Collected data:
►

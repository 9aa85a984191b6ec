// Copyright 2026 The PMO Lifecycle Authors. All rights reserved.
// Use of this source code is governed by the Apache License,
// Version 2.0, that can be found in the LICENSE file.

use std::time::Instant;

use tracing::debug;

use crate::catalog::Catalog;
use crate::config::{ConnectorStyle, LayoutConfig, OverlayConfig};
use crate::datamodel::Gradient;
use crate::diagram::common::{Rect, calc_view_box};
use crate::diagram::connector::render_path;
use crate::diagram::constants::VIEW_BOX_MARGIN;
use crate::diagram::elements::{
    decision_bounds, exception_bounds, gradient_ref, phase_bounds, render_decision,
    render_exception, render_lane, render_legend_entry, render_phase,
};
use crate::diagram::layout::{DiagramLayout, NodeKind, layout_tracks};
use crate::lookup::lookup_phase;

const RENDER_STYLES: &str = r#"
.pmo-canvas text {
  fill: #1f2937;
  font-size: 12px;
  font-family: "Inter", "Open Sans", "Arial", sans-serif;
  white-space: nowrap;
}

.pmo-canvas a {
  cursor: pointer;
}

/* Phase */
.pmo-phase circle {
  stroke-width: 2px;
  stroke: #ffffff;
}

.pmo-phase .pmo-node-label {
  fill: #ffffff;
  font-weight: 600;
}

.pmo-phase.pmo-placeholder circle {
  stroke: #9ca3af;
  stroke-dasharray: 4px;
}

/* Exception */
.pmo-exception circle {
  stroke-width: 1.5px;
  stroke: #6b7280;
  stroke-dasharray: 3px;
}

/* Decision */
.pmo-decision polygon {
  stroke-width: 1.5px;
  stroke: #92400e;
  fill: #fef3c7;
}

/* Lane */
.pmo-lane rect {
  stroke-width: 1px;
  stroke: #cbd5e1;
  fill: #f8fafc;
}

.pmo-lane-title {
  font-weight: 600;
  fill: #475569;
}

/* Connector */
.pmo-connector {
  stroke-width: 1.5px;
  stroke: #64748b;
  fill: none;
}

.pmo-connector-exception {
  stroke: #9ca3af;
  stroke-dasharray: 5px 4px;
}

.pmo-connector-label {
  font-size: 11px;
  text-anchor: middle;
  fill: #475569;
}

/* Arrowhead */
path.pmo-arrowhead {
  stroke-width: 1px;
  stroke-linejoin: round;
  stroke: #64748b;
  fill: #64748b;
}

path.pmo-arrowhead-exception {
  stroke: #9ca3af;
  fill: #9ca3af;
}
"#;

// lanes, connectors, nodes, legend
const Z_MAX: usize = 4;
const LEGEND_GAP: f64 = 28.0;
const LEGEND_ENTRY_WIDTH: f64 = 150.0;

fn gradient_defs() -> String {
    let mut defs = String::new();
    for gradient in Gradient::ALL {
        let (from, to) = gradient.stops();
        defs.push_str(&format!(
            "<linearGradient id=\"pmo-grad-{}\" x1=\"0\" y1=\"0\" x2=\"0\" y2=\"1\"><stop offset=\"0%\" stop-color=\"{}\"></stop><stop offset=\"100%\" stop-color=\"{}\"></stop></linearGradient>",
            gradient.token(),
            from,
            to
        ));
    }
    defs
}

fn render_connectors(
    layout: &DiagramLayout,
    config: &LayoutConfig,
    overlay: &OverlayConfig,
) -> Vec<String> {
    match config.connector_style {
        ConnectorStyle::Fixed => {
            let table = layout.coordinate_table();
            layout
                .links
                .iter()
                .filter_map(|link| {
                    let path = layout.route_fixed(&table, link, config.fixed_curvature);
                    if path.is_none() {
                        debug!(from = %link.from, to = %link.to, "no coordinates for connector");
                    }
                    path.map(|p| render_path(&p, link.kind, link.label.as_deref()))
                })
                .collect()
        }
        ConnectorStyle::Anchored => {
            // a fresh overlay always measures on its first poll
            let mut connectors = layout.overlay(config, overlay);
            connectors.poll(&layout.measured_bounds(), Instant::now());
            vec![connectors.render()]
        }
    }
}

fn legend_entries(catalog: &Catalog, layout: &DiagramLayout) -> Vec<(String, String)> {
    let mut entries = Vec::new();
    if let Some(first) = layout.nodes.iter().find(|n| n.kind == NodeKind::Phase) {
        let record = lookup_phase(catalog, first.phase_id.as_deref().unwrap_or(&first.key));
        entries.push((gradient_ref(&record), "Shared phase".to_string()));
    }
    for lane in &layout.lanes {
        let phase_id = lane
            .members
            .first()
            .and_then(|key| layout.node(key))
            .and_then(|n| n.phase_id.clone());
        if let Some(phase_id) = phase_id {
            let record = lookup_phase(catalog, &phase_id);
            entries.push((gradient_ref(&record), format!("{} track", lane.title)));
        }
    }
    if layout.nodes.iter().any(|n| n.kind == NodeKind::Exception) {
        entries.push((
            format!("url(#pmo-grad-{})", Gradient::Neutral.token()),
            "Exception state".to_string(),
        ));
    }
    entries
}

/// Renders a placed layout to a standalone SVG document.
pub fn render_svg(
    catalog: &Catalog,
    layout: &DiagramLayout,
    config: &LayoutConfig,
    overlay: &OverlayConfig,
) -> String {
    let mut z_layers: Vec<Vec<String>> = vec![Vec::new(); Z_MAX];
    let mut bounds: Vec<Option<Rect>> = Vec::new();

    for lane in &layout.lanes {
        if let Some(b) = layout.lane_bounds(lane) {
            z_layers[0].push(render_lane(&lane.track_id, &lane.title, b));
            bounds.push(Some(b));
        }
    }

    // connector bounds intentionally not collected
    z_layers[1].extend(render_connectors(layout, config, overlay));

    for node in &layout.nodes {
        let (svg, b) = match node.kind {
            NodeKind::Phase => {
                let record = lookup_phase(catalog, node.phase_id.as_deref().unwrap_or(&node.key));
                (
                    render_phase(node, &record, config.label_wrap),
                    phase_bounds(node, &record, config.label_wrap),
                )
            }
            NodeKind::Exception => {
                let record = lookup_phase(catalog, node.phase_id.as_deref().unwrap_or(&node.key));
                (
                    render_exception(node, &record, config.label_wrap),
                    exception_bounds(node, &record, config.label_wrap),
                )
            }
            NodeKind::Decision => (render_decision(node), decision_bounds(node)),
        };
        z_layers[2].push(svg);
        bounds.push(Some(b));
    }

    if config.show_legend
        && let Some(extent) = calc_view_box(&bounds)
    {
        let y = extent.bottom + LEGEND_GAP;
        let mut x = extent.left + 8.0;
        let mut legend = String::from("<g class=\"pmo-legend\">");
        for (fill, text) in legend_entries(catalog, layout) {
            legend.push_str(&render_legend_entry(x, y, &fill, &text));
            bounds.push(Some(Rect {
                top: y - 8.0,
                left: x - 8.0,
                right: x + LEGEND_ENTRY_WIDTH - 16.0,
                bottom: y + 8.0,
            }));
            x += LEGEND_ENTRY_WIDTH;
        }
        legend.push_str("</g>");
        z_layers[3].push(legend);
    }

    let view_box = calc_view_box(&bounds);
    let margin = VIEW_BOX_MARGIN;
    let (vb_str, width, height) = if let Some(vb) = view_box {
        let left = vb.left.floor() as i64 - margin;
        let top = vb.top.floor() as i64 - margin;
        let width = (vb.right - left as f64).ceil() as i64 + margin;
        let height = (vb.bottom - top as f64).ceil() as i64 + margin;
        (format!("{left} {top} {width} {height}"), width, height)
    } else {
        ("0 0 100 100".to_string(), 100, 100)
    };

    let mut svg = String::new();
    svg.push_str(&format!(
        "<svg style=\"width: {width}; height: {height};\" xmlns=\"http://www.w3.org/2000/svg\" viewBox=\"{vb_str}\" width=\"{width}\" height=\"{height}\" preserveAspectRatio=\"xMinYMin\" class=\"pmo-canvas\">"
    ));
    svg.push_str("<style>\n");
    svg.push_str(RENDER_STYLES);
    svg.push_str("\n</style>\n");
    svg.push_str("<defs>");
    svg.push_str(&gradient_defs());
    svg.push_str("</defs>");
    svg.push_str("<g>");
    for layer in &z_layers {
        for fragment in layer {
            svg.push_str(fragment);
        }
    }
    svg.push_str("</g>");
    svg.push_str("</svg>");
    svg
}

/// Lays out the catalog's tracks and exception states, then renders them.
pub fn render_lifecycle_svg(
    catalog: &Catalog,
    config: &LayoutConfig,
    overlay: &OverlayConfig,
) -> String {
    let exceptions: Vec<String> = catalog
        .exceptions
        .iter()
        .map(|e| e.phase.id.clone())
        .collect();
    let layout = layout_tracks(&catalog.tracks, &exceptions, config);
    render_svg(catalog, &layout, config, overlay)
}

◄

◆ **DIRECTIONS**:
Using the entries, return every line where the word "Instant" can be found.

◆ **TASK RESULT**:
use std::time::Instant;
            connectors.poll(&layout.measured_bounds(), Instant::now());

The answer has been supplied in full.